From the records below, output exactly the lines running from the line containing "filename packages/obligations/src/progress.rs" through the line containing "pub trait CostSink: Send", and no others.

(Dataset extract):
........

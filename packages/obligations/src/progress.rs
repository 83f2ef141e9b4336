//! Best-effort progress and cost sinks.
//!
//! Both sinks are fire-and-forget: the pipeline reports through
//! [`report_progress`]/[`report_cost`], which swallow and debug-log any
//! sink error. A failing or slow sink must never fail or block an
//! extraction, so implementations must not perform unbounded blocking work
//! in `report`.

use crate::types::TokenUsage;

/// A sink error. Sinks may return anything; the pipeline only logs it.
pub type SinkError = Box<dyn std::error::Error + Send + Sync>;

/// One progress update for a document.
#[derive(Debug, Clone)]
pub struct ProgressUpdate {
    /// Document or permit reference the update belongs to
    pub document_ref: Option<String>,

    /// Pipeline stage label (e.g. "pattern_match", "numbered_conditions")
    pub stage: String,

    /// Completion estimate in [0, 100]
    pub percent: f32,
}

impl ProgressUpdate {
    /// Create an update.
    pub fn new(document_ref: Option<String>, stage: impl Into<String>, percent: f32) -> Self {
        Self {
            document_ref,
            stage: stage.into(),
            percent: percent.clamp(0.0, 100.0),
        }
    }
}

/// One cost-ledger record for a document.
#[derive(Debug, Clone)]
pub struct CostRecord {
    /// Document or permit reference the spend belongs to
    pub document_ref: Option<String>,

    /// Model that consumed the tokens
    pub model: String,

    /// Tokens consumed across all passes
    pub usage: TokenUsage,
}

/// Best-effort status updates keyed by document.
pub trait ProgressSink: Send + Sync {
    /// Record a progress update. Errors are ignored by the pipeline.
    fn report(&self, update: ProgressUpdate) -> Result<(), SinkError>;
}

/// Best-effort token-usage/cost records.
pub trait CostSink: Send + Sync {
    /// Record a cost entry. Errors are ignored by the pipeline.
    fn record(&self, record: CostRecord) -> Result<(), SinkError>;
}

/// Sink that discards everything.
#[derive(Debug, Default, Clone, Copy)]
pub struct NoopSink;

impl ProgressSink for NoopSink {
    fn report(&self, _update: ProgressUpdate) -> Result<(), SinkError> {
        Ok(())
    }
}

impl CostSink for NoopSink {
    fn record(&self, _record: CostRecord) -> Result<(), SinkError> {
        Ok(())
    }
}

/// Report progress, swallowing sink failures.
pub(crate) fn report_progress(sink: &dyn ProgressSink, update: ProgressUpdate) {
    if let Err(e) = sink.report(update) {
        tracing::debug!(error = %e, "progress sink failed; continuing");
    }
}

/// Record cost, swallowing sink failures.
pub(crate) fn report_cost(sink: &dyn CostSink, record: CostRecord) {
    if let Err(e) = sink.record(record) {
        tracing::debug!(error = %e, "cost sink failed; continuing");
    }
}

........

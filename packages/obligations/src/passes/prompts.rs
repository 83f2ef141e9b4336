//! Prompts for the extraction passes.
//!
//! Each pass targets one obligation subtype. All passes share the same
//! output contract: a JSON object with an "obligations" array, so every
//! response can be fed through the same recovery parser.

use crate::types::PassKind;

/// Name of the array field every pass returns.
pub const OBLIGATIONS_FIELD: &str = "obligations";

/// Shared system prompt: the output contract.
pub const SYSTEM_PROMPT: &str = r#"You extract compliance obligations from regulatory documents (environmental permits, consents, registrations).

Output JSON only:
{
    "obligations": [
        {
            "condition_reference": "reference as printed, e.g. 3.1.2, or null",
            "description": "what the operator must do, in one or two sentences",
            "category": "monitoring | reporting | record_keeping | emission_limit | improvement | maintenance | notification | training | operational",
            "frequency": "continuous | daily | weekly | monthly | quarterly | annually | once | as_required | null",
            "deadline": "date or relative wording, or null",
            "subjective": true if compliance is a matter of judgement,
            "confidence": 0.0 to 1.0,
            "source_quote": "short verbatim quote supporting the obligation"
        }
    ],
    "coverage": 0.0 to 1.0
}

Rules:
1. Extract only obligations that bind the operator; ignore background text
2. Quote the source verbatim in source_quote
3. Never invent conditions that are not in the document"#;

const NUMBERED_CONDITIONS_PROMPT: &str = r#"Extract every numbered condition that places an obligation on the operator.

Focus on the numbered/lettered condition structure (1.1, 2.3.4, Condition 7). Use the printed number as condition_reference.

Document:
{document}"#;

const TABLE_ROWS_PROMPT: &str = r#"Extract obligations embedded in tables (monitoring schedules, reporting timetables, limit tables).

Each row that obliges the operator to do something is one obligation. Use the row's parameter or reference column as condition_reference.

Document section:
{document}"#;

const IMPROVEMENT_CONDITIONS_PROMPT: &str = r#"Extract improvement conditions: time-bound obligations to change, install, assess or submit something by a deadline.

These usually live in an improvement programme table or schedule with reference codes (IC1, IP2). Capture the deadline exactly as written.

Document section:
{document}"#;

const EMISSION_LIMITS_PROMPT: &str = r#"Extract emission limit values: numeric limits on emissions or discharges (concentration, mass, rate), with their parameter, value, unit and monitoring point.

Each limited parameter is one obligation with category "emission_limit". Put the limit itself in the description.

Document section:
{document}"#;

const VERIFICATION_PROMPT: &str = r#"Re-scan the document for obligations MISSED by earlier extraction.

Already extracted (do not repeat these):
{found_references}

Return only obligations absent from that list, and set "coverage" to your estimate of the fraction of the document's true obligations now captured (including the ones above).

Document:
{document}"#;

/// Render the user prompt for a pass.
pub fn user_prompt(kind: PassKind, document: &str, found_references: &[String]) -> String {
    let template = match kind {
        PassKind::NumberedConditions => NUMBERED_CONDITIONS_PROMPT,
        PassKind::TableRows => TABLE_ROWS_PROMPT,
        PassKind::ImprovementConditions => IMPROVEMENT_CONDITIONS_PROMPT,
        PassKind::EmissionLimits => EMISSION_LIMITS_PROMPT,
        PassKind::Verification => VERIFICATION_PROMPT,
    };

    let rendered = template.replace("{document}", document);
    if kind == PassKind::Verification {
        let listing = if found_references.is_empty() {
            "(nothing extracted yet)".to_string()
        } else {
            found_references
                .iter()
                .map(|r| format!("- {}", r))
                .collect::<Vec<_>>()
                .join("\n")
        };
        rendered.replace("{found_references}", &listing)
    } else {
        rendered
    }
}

........

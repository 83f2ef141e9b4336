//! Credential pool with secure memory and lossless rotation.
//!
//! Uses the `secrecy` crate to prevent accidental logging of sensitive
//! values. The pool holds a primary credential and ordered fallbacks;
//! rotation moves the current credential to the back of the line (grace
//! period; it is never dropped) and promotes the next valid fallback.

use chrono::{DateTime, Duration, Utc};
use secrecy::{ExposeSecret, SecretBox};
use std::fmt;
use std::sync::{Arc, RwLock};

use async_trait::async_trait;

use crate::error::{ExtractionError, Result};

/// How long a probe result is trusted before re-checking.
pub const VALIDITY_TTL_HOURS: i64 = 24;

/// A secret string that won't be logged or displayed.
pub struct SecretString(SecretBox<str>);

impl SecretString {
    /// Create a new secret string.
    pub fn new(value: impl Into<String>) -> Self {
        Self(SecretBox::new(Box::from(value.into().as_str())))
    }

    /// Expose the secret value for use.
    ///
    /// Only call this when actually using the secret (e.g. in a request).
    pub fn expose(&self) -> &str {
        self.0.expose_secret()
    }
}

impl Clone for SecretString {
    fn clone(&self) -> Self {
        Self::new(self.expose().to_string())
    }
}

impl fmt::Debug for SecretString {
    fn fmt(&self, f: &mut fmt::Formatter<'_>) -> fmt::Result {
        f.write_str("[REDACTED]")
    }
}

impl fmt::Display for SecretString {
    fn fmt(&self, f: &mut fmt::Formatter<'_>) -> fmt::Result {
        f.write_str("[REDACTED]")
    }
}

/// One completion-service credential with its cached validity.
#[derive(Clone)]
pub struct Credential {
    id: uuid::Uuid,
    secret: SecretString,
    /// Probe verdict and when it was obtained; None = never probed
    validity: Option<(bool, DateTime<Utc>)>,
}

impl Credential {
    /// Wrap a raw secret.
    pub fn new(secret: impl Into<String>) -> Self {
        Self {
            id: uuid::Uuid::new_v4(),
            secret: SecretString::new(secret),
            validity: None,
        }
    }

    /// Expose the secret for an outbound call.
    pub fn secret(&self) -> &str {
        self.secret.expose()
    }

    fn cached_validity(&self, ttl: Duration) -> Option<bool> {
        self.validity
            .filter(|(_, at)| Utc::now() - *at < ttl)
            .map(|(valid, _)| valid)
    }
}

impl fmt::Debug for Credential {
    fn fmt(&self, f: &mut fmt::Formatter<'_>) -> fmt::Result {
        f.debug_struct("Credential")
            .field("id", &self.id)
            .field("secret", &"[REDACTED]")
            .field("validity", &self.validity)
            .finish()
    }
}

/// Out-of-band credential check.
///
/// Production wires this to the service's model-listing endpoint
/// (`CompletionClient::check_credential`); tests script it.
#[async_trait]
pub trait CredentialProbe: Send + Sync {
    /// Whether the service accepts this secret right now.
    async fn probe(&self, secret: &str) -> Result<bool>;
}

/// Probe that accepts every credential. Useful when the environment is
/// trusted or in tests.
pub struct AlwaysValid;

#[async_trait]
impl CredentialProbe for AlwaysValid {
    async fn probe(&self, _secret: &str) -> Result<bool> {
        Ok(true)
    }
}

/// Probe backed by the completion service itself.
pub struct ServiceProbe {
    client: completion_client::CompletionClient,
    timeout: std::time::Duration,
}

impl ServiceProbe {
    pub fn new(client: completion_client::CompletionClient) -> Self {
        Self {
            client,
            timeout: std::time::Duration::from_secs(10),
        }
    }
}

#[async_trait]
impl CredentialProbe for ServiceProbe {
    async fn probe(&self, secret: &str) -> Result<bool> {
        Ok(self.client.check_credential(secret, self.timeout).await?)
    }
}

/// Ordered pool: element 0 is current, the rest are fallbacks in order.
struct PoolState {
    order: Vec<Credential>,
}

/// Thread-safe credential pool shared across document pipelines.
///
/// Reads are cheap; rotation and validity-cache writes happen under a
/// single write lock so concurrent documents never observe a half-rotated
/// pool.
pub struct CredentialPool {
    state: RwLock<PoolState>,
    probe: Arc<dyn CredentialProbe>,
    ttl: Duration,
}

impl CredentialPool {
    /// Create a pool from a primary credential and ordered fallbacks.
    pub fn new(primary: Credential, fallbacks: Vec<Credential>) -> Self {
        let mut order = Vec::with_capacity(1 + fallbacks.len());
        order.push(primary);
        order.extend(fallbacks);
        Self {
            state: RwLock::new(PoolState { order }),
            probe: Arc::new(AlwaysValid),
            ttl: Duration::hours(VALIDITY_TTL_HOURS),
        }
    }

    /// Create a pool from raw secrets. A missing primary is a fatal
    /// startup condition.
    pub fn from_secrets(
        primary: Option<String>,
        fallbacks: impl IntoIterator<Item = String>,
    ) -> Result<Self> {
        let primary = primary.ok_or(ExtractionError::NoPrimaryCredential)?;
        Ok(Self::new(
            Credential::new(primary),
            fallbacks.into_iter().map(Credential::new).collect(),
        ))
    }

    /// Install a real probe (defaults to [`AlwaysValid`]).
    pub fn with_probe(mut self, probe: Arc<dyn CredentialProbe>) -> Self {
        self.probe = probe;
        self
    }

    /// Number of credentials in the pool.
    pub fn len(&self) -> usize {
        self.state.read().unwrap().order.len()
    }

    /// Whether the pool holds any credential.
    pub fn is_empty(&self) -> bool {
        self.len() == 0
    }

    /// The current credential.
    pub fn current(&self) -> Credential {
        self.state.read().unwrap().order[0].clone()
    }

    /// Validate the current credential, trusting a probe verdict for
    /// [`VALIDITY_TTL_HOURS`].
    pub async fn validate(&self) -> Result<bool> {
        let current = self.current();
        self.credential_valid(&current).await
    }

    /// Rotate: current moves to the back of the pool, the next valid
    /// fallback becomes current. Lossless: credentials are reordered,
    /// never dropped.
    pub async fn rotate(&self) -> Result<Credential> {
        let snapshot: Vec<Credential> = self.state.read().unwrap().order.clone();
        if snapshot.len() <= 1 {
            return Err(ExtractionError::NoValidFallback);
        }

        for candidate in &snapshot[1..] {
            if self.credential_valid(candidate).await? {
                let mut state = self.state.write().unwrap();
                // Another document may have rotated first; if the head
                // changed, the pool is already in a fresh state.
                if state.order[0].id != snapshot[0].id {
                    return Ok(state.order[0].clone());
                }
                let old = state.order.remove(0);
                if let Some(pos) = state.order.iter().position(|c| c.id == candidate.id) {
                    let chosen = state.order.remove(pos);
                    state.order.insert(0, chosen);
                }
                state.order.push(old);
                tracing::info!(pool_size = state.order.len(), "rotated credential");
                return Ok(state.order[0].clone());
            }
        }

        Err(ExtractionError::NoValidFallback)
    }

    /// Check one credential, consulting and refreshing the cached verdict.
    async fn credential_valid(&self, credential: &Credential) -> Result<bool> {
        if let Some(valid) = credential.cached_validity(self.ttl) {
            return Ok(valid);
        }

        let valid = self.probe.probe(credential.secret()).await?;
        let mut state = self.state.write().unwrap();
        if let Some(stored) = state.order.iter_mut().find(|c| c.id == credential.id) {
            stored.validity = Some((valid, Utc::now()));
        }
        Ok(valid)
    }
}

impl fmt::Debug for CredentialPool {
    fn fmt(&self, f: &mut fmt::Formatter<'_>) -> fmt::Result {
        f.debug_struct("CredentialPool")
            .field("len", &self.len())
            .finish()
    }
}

........

(Solution to the exercise):
filename packages/obligations/src/progress.rs
repository 83f2ef141e9b4336
//! Best-effort progress and cost sinks.
//!
//! Both sinks are fire-and-forget: the pipeline reports through
//! [`report_progress`]/[`report_cost`], which swallow and debug-log any
//! sink error. A failing or slow sink must never fail or block an
//! extraction, so implementations must not perform unbounded blocking work
//! in `report`.

use crate::types::TokenUsage;

/// A sink error. Sinks may return anything; the pipeline only logs it.
pub type SinkError = Box<dyn std::error::Error + Send + Sync>;

/// One progress update for a document.
#[derive(Debug, Clone)]
pub struct ProgressUpdate {
    /// Document or permit reference the update belongs to
    pub document_ref: Option<String>,

    /// Pipeline stage label (e.g. "pattern_match", "numbered_conditions")
    pub stage: String,

    /// Completion estimate in [0, 100]
    pub percent: f32,
}

impl ProgressUpdate {
    /// Create an update.
    pub fn new(document_ref: Option<String>, stage: impl Into<String>, percent: f32) -> Self {
        Self {
            document_ref,
            stage: stage.into(),
            percent: percent.clamp(0.0, 100.0),
        }
    }
}

/// One cost-ledger record for a document.
#[derive(Debug, Clone)]
pub struct CostRecord {
    /// Document or permit reference the spend belongs to
    pub document_ref: Option<String>,

    /// Model that consumed the tokens
    pub model: String,

    /// Tokens consumed across all passes
    pub usage: TokenUsage,
}

/// Best-effort status updates keyed by document.
pub trait ProgressSink: Send + Sync {
    /// Record a progress update. Errors are ignored by the pipeline.
    fn report(&self, update: ProgressUpdate) -> Result<(), SinkError>;
}

/// Best-effort token-usage/cost records.
pub trait CostSink: Send + Sync {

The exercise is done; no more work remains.